Hwang is coming at the invitation of the Defense Forum Foundation, and its president, Suzanne Scholte, says he is scheduled to give a speech and also talk to key Korea policymakers such as Assistant Secretary of State James A. Kelly and Deputy Secretary of Defense Paul D. Wolfowitz.

“We are very excited. We have invited many North Korean defectors over the years, but he is the big enchilada we have always wanted,” Scholte said.

Scholte first invited Hwang to speak in Washington in 1997. But the South Korean government’s National Intelligence Service denied permission on the grounds that it would be too risky. The fear was not unwarranted -- around the time of Hwang’s defection in 1997, North Korean agents assassinated a relative of Kim’s who also had defected to the South and written a book.

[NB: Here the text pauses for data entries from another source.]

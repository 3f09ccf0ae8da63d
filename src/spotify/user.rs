use crate::{error::Result, types::CurrentUserResponse};

use super::SpotifyClient;

/// Retrieves the profile of the account the token belongs to.
///
/// The service layer uses the returned id to find the registered user in the
/// ledger store; the login callback uses it to register the account.
///
/// # Returns
///
/// - `Ok(CurrentUserResponse)` - Spotify user id and display name (the
///   latter may be missing)
/// - `Err(Error::AuthExpired)` / `Err(Error::Upstream)` - as for any request
///
/// # API Endpoint
///
/// `GET /me`
pub async fn current_user(client: &SpotifyClient) -> Result<CurrentUserResponse> {
    let api_url = client.url("/me");
    let response = client
        .send(|http, token| http.get(&api_url).bearer_auth(token))
        .await?;
    Ok(response.json::<CurrentUserResponse>().await?)
}
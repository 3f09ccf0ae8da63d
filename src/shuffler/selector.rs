//! Picks the tracks to queue, favouring the ones played the least.

use std::{collections::HashSet, fmt};

use clap::ValueEnum;
use rand::{
    Rng,
    seq::{IndexedRandom, SliceRandom},
};
use serde::{Deserialize, Serialize};
use tracing::{debug, info, warn};

use crate::{
    error::{Error, Result},
    management::LedgerStore,
    spotify::MusicService,
    types::TrackRecord,
};

use super::ledger::{compute_average_play_count, require_user};

#[derive(Debug, Clone, Copy, PartialEq, Eq, Serialize, Deserialize, ValueEnum)]
#[serde(rename_all = "snake_case")]
pub enum ShuffleMode {
    /// Queue `amount` tracks.
    #[value(name = "by_count")]
    ByCount,
    /// Queue a third of `amount`; meant for the frequent scheduled run.
    #[value(name = "by_time")]
    ByTime,
}

impl ShuffleMode {
    /// Number of distinct tracks a request for `amount` asks for.
    pub fn target_size(self, amount: u32) -> usize {
        match self {
            ShuffleMode::ByCount => amount as usize,
            ShuffleMode::ByTime => (amount / 3) as usize,
        }
    }
}

impl fmt::Display for ShuffleMode {
    fn fmt(&self, f: &mut fmt::Formatter<'_>) -> fmt::Result {
        match self {
            ShuffleMode::ByCount => f.write_str("by_count"),
            ShuffleMode::ByTime => f.write_str("by_time"),
        }
    }
}

/// Chooses up to `target` track ids and returns them in random order.
///
/// Records played at most `average` times are drawn uniformly first. If they
/// don't reach `target`, the rest comes from records played at least `average`
/// times, least recently played first (never played counts as oldest).
pub fn pick<R>(records: &[TrackRecord], average: i64, target: usize, rng: &mut R) -> Vec<String>
where
    R: Rng + ?Sized,
{
    let under: Vec<&TrackRecord> = records
        .iter()
        .filter(|r| r.played_count <= average)
        .collect();

    let mut picked: Vec<&TrackRecord> = under.choose_multiple(rng, target).copied().collect();

    if picked.len() < target {
        let taken: HashSet<&str> = picked.iter().map(|r| r.recording_id.as_str()).collect();
        let mut stale: Vec<&TrackRecord> = records
            .iter()
            .filter(|r| r.played_count >= average && !taken.contains(r.recording_id.as_str()))
            .collect();
        stale.sort_by(|a, b| {
            a.last_played
                .cmp(&b.last_played)
                .then_with(|| a.recording_id.cmp(&b.recording_id))
        });

        let missing = target - picked.len();
        picked.extend(stale.into_iter().take(missing));
    }

    let mut track_ids: Vec<String> = picked.into_iter().map(|r| r.track_id.clone()).collect();
    track_ids.shuffle(rng);
    track_ids
}

/// Steps up to the submission: validates `amount`, refreshes the stored
/// average and returns the shuffled selection.
pub async fn plan_queue<S>(
    store: &S,
    user_id: &str,
    mode: ShuffleMode,
    amount: u32,
) -> Result<Vec<String>>
where
    S: LedgerStore + ?Sized,
{
    if amount < 1 {
        return Err(Error::Validation("amount must be at least 1".into()));
    }
    require_user(store, user_id).await?;

    let target = mode.target_size(amount);
    let average = compute_average_play_count(store, user_id).await?;
    let records = store.track_records(user_id).await?;

    let track_ids = {
        let mut rng = rand::rng();
        pick(&records, average, target, &mut rng)
    };

    debug!(
        "Picked {} of {} tracks for a {} shuffle (target {}, average {})",
        track_ids.len(),
        records.len(),
        mode,
        target,
        average
    );
    Ok(track_ids)
}

/// Selects tracks for the queue and submits them one by one.
///
/// Returns how many tracks were selected and queued. The first failed
/// submission stops the rest and is reported as [`Error::QueueInterrupted`].
pub async fn select_for_queue<M, S>(
    music: &M,
    store: &S,
    user_id: &str,
    mode: ShuffleMode,
    amount: u32,
) -> Result<usize>
where
    M: MusicService + ?Sized,
    S: LedgerStore + ?Sized,
{
    let track_ids = plan_queue(store, user_id, mode, amount).await?;
    submit(music, &track_ids).await?;

    info!("Queued {} tracks for {} ({})", track_ids.len(), user_id, mode);
    Ok(track_ids.len())
}

/// Enqueues `track_ids` in order, stopping at the first failure.
pub async fn submit<M>(music: &M, track_ids: &[String]) -> Result<usize>
where
    M: MusicService + ?Sized,
{
    for (submitted, track_id) in track_ids.iter().enumerate() {
        if let Err(e) = music.enqueue(track_id).await {
            warn!("Enqueueing {} failed: {}", track_id, e);
            return Err(Error::QueueInterrupted {
                submitted,
                total: track_ids.len(),
                source: Box::new(e),
            });
        }
    }
    Ok(track_ids.len())
}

In July, the South Korean government, under its new president, Roh Moo Hyun, lifted restrictions on Hwang’s travel and movements. He left Seoul on Monday for the United States. But his trip has drawn fire here. Chyung Dai Chul, an assemblyman, charged last week during a legislative hearing that Hwang was planning to remain in the United States to agitate against the North Korean regime.

“There are rumors that Hwang will defect to the United States and that the U.S. government will accept him because he is the right person to start the first North Korean government in exile,” Chyung said. “This issue might create problems in the six-party talks.”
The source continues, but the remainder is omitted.